*** Opening DATA TO EXAMINE ***

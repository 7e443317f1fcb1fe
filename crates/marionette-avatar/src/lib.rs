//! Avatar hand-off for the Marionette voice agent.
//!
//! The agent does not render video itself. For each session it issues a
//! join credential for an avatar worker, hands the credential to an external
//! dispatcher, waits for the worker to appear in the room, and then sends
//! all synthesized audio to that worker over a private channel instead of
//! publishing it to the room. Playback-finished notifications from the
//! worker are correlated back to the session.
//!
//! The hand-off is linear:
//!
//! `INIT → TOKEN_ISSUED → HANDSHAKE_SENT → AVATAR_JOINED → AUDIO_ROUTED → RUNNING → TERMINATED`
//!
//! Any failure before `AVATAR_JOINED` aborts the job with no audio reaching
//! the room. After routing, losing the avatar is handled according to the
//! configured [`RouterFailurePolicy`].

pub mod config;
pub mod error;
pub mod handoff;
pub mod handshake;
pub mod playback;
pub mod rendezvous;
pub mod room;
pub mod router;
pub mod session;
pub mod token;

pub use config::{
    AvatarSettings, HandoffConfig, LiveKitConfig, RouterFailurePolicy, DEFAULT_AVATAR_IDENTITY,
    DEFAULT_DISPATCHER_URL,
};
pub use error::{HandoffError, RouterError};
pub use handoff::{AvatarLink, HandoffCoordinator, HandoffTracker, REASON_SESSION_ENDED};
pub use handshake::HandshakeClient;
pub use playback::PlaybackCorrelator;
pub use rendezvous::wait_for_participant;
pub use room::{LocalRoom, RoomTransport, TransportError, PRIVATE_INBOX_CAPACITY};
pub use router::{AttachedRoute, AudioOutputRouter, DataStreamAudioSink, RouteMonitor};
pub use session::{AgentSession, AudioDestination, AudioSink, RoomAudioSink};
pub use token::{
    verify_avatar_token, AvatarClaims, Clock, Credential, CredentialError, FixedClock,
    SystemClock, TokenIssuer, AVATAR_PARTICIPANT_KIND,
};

*** Closing DATA TO EXAMINE ***
*** Opening DATA TO EXAMINE ***

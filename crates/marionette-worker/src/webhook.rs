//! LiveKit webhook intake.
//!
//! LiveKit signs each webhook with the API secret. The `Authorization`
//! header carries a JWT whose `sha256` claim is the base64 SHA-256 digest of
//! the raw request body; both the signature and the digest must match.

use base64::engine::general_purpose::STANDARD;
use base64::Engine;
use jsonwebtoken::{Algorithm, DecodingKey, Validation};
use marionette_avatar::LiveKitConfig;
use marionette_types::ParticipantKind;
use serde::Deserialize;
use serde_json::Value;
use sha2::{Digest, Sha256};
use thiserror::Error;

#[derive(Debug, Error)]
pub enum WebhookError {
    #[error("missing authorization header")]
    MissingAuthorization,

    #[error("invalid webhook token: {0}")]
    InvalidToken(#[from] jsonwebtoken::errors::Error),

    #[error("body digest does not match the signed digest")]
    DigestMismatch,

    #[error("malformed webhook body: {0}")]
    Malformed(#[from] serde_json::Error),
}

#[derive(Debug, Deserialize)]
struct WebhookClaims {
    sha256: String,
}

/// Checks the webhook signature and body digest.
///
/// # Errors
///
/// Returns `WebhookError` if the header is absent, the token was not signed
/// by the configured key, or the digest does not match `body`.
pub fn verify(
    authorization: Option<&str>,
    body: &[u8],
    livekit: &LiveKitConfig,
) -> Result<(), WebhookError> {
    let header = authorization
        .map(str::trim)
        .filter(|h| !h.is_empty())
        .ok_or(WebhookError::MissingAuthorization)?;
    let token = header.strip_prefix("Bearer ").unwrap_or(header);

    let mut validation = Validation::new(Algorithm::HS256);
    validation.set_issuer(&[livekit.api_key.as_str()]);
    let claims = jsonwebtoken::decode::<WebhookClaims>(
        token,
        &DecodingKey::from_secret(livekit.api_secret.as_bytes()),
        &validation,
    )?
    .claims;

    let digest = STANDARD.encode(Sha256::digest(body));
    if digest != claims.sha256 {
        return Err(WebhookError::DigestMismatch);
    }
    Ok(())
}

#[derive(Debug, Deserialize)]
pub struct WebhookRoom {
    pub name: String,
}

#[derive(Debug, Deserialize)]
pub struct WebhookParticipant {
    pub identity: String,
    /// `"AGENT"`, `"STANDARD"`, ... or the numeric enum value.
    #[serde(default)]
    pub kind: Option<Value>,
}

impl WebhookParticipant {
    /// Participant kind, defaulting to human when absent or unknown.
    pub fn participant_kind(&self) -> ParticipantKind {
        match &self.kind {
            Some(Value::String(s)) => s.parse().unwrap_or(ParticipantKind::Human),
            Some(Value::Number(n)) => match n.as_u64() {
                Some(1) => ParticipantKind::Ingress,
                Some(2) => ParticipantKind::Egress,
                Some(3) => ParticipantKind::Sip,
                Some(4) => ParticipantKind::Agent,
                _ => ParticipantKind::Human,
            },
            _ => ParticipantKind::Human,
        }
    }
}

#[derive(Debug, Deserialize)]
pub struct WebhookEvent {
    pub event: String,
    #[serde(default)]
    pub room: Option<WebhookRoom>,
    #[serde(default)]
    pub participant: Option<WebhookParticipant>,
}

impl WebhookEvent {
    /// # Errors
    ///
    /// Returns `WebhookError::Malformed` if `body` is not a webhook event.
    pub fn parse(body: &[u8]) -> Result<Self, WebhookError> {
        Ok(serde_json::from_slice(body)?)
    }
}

*** Closing DATA TO EXAMINE ***

> ASSIGNED TASK
Go through the listing above and find each line that contains "WebhookClaims", then copy it.

> ANSWER TO THIS PROBLEM
struct WebhookClaims {
    let claims = jsonwebtoken::decode::<WebhookClaims>(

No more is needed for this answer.